__Required action__.
Print each record below character for character.

__Collected data entries__.
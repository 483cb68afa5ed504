use std::fs::File;
use std::io::{self, BufReader, ErrorKind};
use std::sync::Arc;

use pgwire::tokio::tokio_rustls::rustls::ServerConfig;
use pgwire::tokio::TlsAcceptor;

pub fn load_tls_acceptor(
    cert_path: Option<&str>,
    key_path: Option<&str>,
) -> io::Result<Option<TlsAcceptor>> {
    let (cert_path, key_path) = match (cert_path, key_path) {
        (None, None) => return Ok(None),
        (Some(c), Some(k)) => (c, k),
        _ => {
            return Err(io::Error::new(
                ErrorKind::InvalidInput,
                "both STUDIODB_TLS_CERT and STUDIODB_TLS_KEY must be set, or neither",
            ));
        }
    };

    let certs: Vec<_> = rustls_pemfile::certs(&mut BufReader::new(File::open(cert_path)?))
        .collect::<Result<_, _>>()?;

    let key = rustls_pemfile::private_key(&mut BufReader::new(File::open(key_path)?))?
        .ok_or_else(|| io::Error::new(ErrorKind::InvalidInput, "no private key found in key file"))?;

    let mut config = ServerConfig::builder()
        .with_no_client_auth()
        .with_single_cert(certs, key)
        .map_err(|e| io::Error::new(ErrorKind::InvalidInput, e))?;

    config.alpn_protocols = vec![b"postgresql".to_vec()];

    Ok(Some(TlsAcceptor::from(Arc::new(config))))
}

#[cfg(test)]
mod tests {
    use super::*;

    #[test]
    fn no_paths_means_plaintext() {
        assert!(load_tls_acceptor(None, None).unwrap().is_none());
    }

    #[test]
    fn half_configured_is_rejected() {
        let err = load_tls_acceptor(Some("cert.pem"), None).err().unwrap();
        assert_eq!(err.kind(), ErrorKind::InvalidInput);
        assert!(err.to_string().contains("STUDIODB_TLS_KEY"));
    }

    #[test]
    fn missing_files_surface_io_errors() {
        let dir = std::env::temp_dir().join("studiodb_test_tls");
        let cert = dir.join("absent_cert.pem");
        let key = dir.join("absent_key.pem");
        let err = load_tls_acceptor(cert.to_str(), key.to_str()).err().unwrap();
        assert_eq!(err.kind(), ErrorKind::NotFound);
    }
}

__Answer to the problem__.
repository 483cb68afa5ed504
use std::fs::File;
use std::io::{self, BufReader, ErrorKind};
use std::sync::Arc;

use pgwire::tokio::tokio_rustls::rustls::ServerConfig;
use pgwire::tokio::TlsAcceptor;

pub fn load_tls_acceptor(
    cert_path: Option<&str>,
    key_path: Option<&str>,
) -> io::Result<Option<TlsAcceptor>> {
    let (cert_path, key_path) = match (cert_path, key_path) {
        (None, None) => return Ok(None),
        (Some(c), Some(k)) => (c, k),
        _ => {
            return Err(io::Error::new(
                ErrorKind::InvalidInput,
                "both STUDIODB_TLS_CERT and STUDIODB_TLS_KEY must be set, or neither",
            ));
        }
    };

    let certs: Vec<_> = rustls_pemfile::certs(&mut BufReader::new(File::open(cert_path)?))
        .collect::<Result<_, _>>()?;

    let key = rustls_pemfile::private_key(&mut BufReader::new(File::open(key_path)?))?
        .ok_or_else(|| io::Error::new(ErrorKind::InvalidInput, "no private key found in key file"))?;

    let mut config = ServerConfig::builder()
        .with_no_client_auth()
        .with_single_cert(certs, key)
        .map_err(|e| io::Error::new(ErrorKind::InvalidInput, e))?;

    config.alpn_protocols = vec![b"postgresql".to_vec()];

    Ok(Some(TlsAcceptor::from(Arc::new(config))))
}

#[cfg(test)]
mod tests {
    use super::*;

    #[test]
    fn no_paths_means_plaintext() {
        assert!(load_tls_acceptor(None, None).unwrap().is_none());
    }

    #[test]
    fn half_configured_is_rejected() {
        let err = load_tls_acceptor(Some("cert.pem"), None).err().unwrap();
        assert_eq!(err.kind(), ErrorKind::InvalidInput);
        assert!(err.to_string().contains("STUDIODB_TLS_KEY"));
    }

    #[test]
    fn missing_files_surface_io_errors() {
        let dir = std::env::temp_dir().join("studiodb_test_tls");
        let cert = dir.join("absent_cert.pem");
        let key = dir.join("absent_key.pem");
        let err = load_tls_acceptor(cert.to_str(), key.to_str()).err().unwrap();
        assert_eq!(err.kind(), ErrorKind::NotFound);
    }
}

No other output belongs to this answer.